__GOAL OF THE EXERCISE__:
Line by line, output the entries below exactly as they appear.

__DATA FOR ANALYSIS__:
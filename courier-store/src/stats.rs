//! Store statistics.

use std::sync::atomic::{AtomicU64, Ordering};

/// Statistics about cache usage.
#[derive(Debug, Clone, Default, PartialEq, Eq)]
pub struct CacheStats {
    /// Number of reads that found a value.
    pub hits: u64,
    /// Number of reads that found nothing.
    pub misses: u64,
    /// Number of entries currently in the store.
    pub entry_count: u64,
    /// Number of live subscriptions across all entries.
    pub subscriber_count: u64,
    /// Number of entries dropped by garbage collection.
    pub evictions: u64,
    /// Number of subscriber callbacks invoked.
    pub notifications: u64,
    /// Number of subscriber callbacks that panicked.
    pub subscriber_panics: u64,
}

impl CacheStats {
    /// Calculate the hit rate (0.0 to 1.0).
    pub fn hit_rate(&self) -> f64 {
        let total = self.hits + self.misses;
        if total == 0 {
            0.0
        } else {
            self.hits as f64 / total as f64
        }
    }
}

/// Monotonic counters kept outside the state lock.
#[derive(Debug, Default)]
pub(crate) struct Counters {
    pub hits: AtomicU64,
    pub misses: AtomicU64,
    pub evictions: AtomicU64,
    pub notifications: AtomicU64,
    pub subscriber_panics: AtomicU64,
}

impl Counters {
    pub fn bump(counter: &AtomicU64, by: u64) {
        counter.fetch_add(by, Ordering::Relaxed);
    }

    pub fn read(counter: &AtomicU64) -> u64 {
        counter.load(Ordering::Relaxed)
    }
}
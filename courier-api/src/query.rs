//! Query endpoints.
//!
//! A query wraps a caller-supplied async fetch function. Each distinct
//! argument value gets its own cache entry; reads, invalidation, resets and
//! partial updates all go through the shared store so they are visible to
//! every subscriber regardless of entry point.

use std::collections::{HashMap, HashSet};
use std::fmt;
use std::future::Future;
use std::sync::atomic::{AtomicU64, Ordering};
use std::sync::{Arc, Mutex, Weak};

use async_trait::async_trait;
use courier_core::{
    CacheKey, CourierError, CourierResult, EndpointError, RemoteError, StaleTime, Timestamp,
    ValueShape,
};
use courier_store::lock::mutex_lock;
use courier_store::{EntrySnapshot, Subscription};
use futures_util::future::{BoxFuture, FutureExt, Shared};
use serde::Serialize;
use serde_json::Value;
use tracing::{debug, warn};

use crate::scope::{decode, encode, Scope};
use crate::{Args, Data};

const SOURCE: &str = "courier_api::query";

/// Remote read operation behind a query endpoint.
///
/// Any `Fn(A) -> impl Future<Output = CourierResult<T>>` closure is a fetcher.
#[async_trait]
pub trait QueryFetcher<A, T>: Send + Sync {
    async fn fetch(&self, args: A) -> CourierResult<T>;
}

#[async_trait]
impl<A, T, F, Fut> QueryFetcher<A, T> for F
where
    A: Send + 'static,
    T: Send + 'static,
    F: Fn(A) -> Fut + Send + Sync,
    Fut: Future<Output = CourierResult<T>> + Send,
{
    async fn fetch(&self, args: A) -> CourierResult<T> {
        (self)(args).await
    }
}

__PROBLEM SOLUTION__:
filename courier-store/src/stats.rs
//! Store statistics.

use std::sync::atomic::{AtomicU64, Ordering};

/// Statistics about cache usage.
#[derive(Debug, Clone, Default, PartialEq, Eq)]
pub struct CacheStats {
    /// Number of reads that found a value.
    pub hits: u64,
    /// Number of reads that found nothing.
    pub misses: u64,
    /// Number of entries currently in the store.
    pub entry_count: u64,
    /// Number of live subscriptions across all entries.
    pub subscriber_count: u64,
    /// Number of entries dropped by garbage collection.
    pub evictions: u64,
    /// Number of subscriber callbacks invoked.
    pub notifications: u64,
    /// Number of subscriber callbacks that panicked.
    pub subscriber_panics: u64,
}

impl CacheStats {
    /// Calculate the hit rate (0.0 to 1.0).
    pub fn hit_rate(&self) -> f64 {
        let total = self.hits + self.misses;
        if total == 0 {
            0.0
        } else {
            self.hits as f64 / total as f64
        }
    }
}

/// Monotonic counters kept outside the state lock.
#[derive(Debug, Default)]
pub(crate) struct Counters {
    pub hits: AtomicU64,
    pub misses: AtomicU64,
    pub evictions: AtomicU64,
    pub notifications: AtomicU64,
    pub subscriber_panics: AtomicU64,
}

impl Counters {
    pub fn bump(counter: &AtomicU64, by: u64) {
        counter.fetch_add(by, Ordering::Relaxed);
    }

    pub fn read(counter: &AtomicU64) -> u64 {
        counter.load(Ordering::Relaxed)
    }
}
filename courier-api/src/query.rs
//! Query endpoints.
//!
//! A query wraps a caller-supplied async fetch function. Each distinct
//! argument value gets its own cache entry; reads, invalidation, resets and
//! partial updates all go through the shared store so they are visible to
//! every subscriber regardless of entry point.

use std::collections::{HashMap, HashSet};
use std::fmt;
use std::future::Future;
use std::sync::atomic::{AtomicU64, Ordering};
use std::sync::{Arc, Mutex, Weak};

use async_trait::async_trait;
use courier_core::{
    CacheKey, CourierError, CourierResult, EndpointError, RemoteError, StaleTime, Timestamp,
    ValueShape,
};
use courier_store::lock::mutex_lock;
use courier_store::{EntrySnapshot, Subscription};
use futures_util::future::{BoxFuture, FutureExt, Shared};
use serde::Serialize;
use serde_json::Value;
use tracing::{debug, warn};

use crate::scope::{decode, encode, Scope};
use crate::{Args, Data};

const SOURCE: &str = "courier_api::query";

/// Remote read operation behind a query endpoint.
///
/// Any `Fn(A) -> impl Future<Output = CourierResult<T>>` closure is a fetcher.
#[async_trait]
pub trait QueryFetcher<A, T>: Send + Sync {
    async fn fetch(&self, args: A) -> CourierResult<T>;
}

#[async_trait]
impl<A, T, F, Fut> QueryFetcher<A, T> for F
where
    A: Send + 'static,
    T: Send + 'static,
    F: Fn(A) -> Fut + Send + Sync,
    Fut: Future<Output = CourierResult<T>> + Send,
{
    async fn fetch(&self, args: A) -> CourierResult<T> {
        (self)(args).await
    }
}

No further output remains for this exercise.